(Saved entries)
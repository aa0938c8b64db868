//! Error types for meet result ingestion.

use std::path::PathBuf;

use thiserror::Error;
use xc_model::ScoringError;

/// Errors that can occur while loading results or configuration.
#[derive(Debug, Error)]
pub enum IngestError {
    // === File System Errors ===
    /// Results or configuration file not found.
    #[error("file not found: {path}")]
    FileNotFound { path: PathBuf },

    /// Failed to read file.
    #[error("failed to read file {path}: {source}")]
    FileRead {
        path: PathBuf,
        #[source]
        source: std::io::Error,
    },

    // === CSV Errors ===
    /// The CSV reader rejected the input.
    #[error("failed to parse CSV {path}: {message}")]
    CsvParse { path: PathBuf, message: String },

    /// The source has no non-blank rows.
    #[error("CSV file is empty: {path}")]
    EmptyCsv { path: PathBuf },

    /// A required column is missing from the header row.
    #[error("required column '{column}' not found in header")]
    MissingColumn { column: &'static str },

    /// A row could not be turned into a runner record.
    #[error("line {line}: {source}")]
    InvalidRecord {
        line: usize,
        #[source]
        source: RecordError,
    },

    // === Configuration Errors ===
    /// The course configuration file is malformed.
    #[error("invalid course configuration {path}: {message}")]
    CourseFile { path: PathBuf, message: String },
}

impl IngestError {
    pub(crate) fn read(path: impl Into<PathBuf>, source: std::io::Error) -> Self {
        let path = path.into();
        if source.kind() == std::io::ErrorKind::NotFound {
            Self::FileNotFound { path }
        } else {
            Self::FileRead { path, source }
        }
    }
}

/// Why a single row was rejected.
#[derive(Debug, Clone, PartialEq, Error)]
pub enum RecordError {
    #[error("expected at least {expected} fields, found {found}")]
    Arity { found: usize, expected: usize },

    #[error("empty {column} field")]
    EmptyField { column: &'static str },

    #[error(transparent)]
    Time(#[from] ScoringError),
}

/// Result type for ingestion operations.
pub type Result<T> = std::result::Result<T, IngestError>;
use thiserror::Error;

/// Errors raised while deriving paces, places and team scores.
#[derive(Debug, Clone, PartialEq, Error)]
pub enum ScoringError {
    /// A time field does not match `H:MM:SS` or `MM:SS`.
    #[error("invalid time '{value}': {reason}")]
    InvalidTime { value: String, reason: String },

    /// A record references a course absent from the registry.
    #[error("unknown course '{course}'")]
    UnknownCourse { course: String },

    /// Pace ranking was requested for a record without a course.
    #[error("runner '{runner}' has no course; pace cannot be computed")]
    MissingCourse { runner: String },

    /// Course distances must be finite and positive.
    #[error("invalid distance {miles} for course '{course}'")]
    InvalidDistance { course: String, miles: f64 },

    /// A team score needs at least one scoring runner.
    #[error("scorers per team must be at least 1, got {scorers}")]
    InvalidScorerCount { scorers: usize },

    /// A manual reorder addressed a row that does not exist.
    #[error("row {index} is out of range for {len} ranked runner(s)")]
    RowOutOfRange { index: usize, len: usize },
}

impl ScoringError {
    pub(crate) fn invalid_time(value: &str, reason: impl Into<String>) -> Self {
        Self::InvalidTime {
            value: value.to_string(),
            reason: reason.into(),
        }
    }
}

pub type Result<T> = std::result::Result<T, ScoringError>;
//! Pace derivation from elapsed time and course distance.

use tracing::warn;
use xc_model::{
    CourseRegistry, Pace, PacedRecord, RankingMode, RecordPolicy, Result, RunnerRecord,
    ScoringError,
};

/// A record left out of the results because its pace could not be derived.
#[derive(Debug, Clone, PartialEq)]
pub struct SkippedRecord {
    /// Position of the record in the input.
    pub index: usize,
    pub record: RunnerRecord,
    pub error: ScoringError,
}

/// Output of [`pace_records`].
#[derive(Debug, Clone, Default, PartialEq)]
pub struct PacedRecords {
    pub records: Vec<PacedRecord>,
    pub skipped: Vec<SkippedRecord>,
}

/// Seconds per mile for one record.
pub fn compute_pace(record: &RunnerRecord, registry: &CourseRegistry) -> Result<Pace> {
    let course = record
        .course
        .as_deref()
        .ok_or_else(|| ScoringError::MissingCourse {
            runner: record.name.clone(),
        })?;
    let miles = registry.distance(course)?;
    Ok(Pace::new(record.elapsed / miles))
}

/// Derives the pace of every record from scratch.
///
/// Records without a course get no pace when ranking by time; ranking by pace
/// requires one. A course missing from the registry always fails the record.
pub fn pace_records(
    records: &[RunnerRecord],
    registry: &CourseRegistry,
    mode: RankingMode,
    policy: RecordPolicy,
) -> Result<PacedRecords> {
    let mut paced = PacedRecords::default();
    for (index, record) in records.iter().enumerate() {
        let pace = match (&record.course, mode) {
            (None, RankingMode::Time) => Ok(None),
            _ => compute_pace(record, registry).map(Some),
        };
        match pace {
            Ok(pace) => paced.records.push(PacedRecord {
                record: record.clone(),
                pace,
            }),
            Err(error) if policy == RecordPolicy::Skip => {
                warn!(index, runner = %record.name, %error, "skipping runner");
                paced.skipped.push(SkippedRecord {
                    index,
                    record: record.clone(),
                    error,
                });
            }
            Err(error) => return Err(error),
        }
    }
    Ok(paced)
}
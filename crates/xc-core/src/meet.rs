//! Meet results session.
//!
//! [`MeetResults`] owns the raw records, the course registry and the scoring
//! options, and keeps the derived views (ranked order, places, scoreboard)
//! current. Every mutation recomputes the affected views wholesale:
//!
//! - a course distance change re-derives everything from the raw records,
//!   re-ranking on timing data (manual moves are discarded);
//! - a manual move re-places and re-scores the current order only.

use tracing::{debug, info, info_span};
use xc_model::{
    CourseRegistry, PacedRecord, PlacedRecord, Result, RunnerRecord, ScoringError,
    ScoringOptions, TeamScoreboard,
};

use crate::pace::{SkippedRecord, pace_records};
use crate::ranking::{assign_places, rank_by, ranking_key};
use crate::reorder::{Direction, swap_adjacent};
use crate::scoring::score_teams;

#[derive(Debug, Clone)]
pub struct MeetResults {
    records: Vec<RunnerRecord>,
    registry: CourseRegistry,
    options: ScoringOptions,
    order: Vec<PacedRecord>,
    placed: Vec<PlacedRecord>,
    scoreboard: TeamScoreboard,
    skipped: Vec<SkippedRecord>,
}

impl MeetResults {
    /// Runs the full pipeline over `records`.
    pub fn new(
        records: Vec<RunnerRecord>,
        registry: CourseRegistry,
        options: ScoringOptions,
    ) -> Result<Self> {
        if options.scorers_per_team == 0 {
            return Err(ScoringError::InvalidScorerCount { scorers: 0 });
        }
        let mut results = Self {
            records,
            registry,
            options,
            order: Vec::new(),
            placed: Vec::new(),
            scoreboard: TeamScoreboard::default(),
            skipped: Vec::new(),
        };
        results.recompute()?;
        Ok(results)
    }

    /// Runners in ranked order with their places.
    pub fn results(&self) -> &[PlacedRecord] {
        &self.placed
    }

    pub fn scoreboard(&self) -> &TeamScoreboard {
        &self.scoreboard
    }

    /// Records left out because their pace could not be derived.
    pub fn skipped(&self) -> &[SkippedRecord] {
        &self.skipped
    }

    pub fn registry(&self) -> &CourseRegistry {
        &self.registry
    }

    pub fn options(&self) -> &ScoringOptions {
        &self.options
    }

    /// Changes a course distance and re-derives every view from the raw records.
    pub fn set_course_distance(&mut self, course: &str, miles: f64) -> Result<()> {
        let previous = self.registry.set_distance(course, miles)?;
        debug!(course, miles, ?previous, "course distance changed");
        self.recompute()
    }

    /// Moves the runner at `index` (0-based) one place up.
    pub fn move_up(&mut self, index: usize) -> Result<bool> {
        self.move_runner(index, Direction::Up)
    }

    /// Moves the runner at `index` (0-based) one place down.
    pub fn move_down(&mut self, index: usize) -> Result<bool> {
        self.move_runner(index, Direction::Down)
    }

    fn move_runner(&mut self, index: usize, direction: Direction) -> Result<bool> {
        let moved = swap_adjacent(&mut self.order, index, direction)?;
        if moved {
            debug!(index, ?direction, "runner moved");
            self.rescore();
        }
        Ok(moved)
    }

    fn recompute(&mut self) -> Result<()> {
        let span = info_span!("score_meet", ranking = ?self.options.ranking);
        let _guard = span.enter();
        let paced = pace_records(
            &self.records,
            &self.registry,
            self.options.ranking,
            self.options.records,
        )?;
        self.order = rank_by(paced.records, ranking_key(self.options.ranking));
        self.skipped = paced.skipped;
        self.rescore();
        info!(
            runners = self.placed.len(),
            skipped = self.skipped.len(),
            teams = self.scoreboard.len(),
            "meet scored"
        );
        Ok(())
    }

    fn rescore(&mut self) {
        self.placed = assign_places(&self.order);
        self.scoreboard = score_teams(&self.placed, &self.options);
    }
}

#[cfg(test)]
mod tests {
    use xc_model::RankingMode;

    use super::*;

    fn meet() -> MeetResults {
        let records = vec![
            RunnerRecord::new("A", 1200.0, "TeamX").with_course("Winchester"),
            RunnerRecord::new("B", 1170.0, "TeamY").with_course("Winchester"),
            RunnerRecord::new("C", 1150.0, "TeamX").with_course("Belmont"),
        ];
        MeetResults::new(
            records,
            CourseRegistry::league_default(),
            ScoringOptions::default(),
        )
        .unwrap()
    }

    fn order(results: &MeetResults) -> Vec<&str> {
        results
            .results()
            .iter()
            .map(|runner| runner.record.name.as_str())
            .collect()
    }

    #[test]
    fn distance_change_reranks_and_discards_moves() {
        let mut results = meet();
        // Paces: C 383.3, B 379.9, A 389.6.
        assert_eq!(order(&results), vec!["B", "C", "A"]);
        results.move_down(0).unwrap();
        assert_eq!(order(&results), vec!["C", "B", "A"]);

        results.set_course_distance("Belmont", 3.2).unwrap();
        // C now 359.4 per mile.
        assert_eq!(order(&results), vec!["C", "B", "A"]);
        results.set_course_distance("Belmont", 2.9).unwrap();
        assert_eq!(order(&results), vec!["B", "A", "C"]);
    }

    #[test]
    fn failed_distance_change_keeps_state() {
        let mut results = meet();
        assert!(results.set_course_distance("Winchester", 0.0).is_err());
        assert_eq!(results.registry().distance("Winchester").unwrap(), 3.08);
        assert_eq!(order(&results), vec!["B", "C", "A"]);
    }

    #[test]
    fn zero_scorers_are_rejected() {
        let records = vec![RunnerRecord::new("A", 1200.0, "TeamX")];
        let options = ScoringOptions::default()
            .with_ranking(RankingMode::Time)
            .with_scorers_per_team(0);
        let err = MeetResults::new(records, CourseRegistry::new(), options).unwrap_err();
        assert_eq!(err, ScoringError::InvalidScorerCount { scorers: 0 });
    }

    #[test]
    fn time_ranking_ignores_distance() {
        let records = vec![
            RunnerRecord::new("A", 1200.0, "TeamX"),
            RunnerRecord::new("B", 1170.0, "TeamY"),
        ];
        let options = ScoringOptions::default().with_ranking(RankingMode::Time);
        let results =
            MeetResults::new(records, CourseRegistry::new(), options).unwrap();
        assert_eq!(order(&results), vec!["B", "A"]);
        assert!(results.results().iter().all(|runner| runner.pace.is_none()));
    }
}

Problem details: In the entries above, identify every line with the word "previous". Copy those lines.

Result of the task:
        let previous = self.registry.set_distance(course, miles)?;
        debug!(course, miles, ?previous, "course distance changed");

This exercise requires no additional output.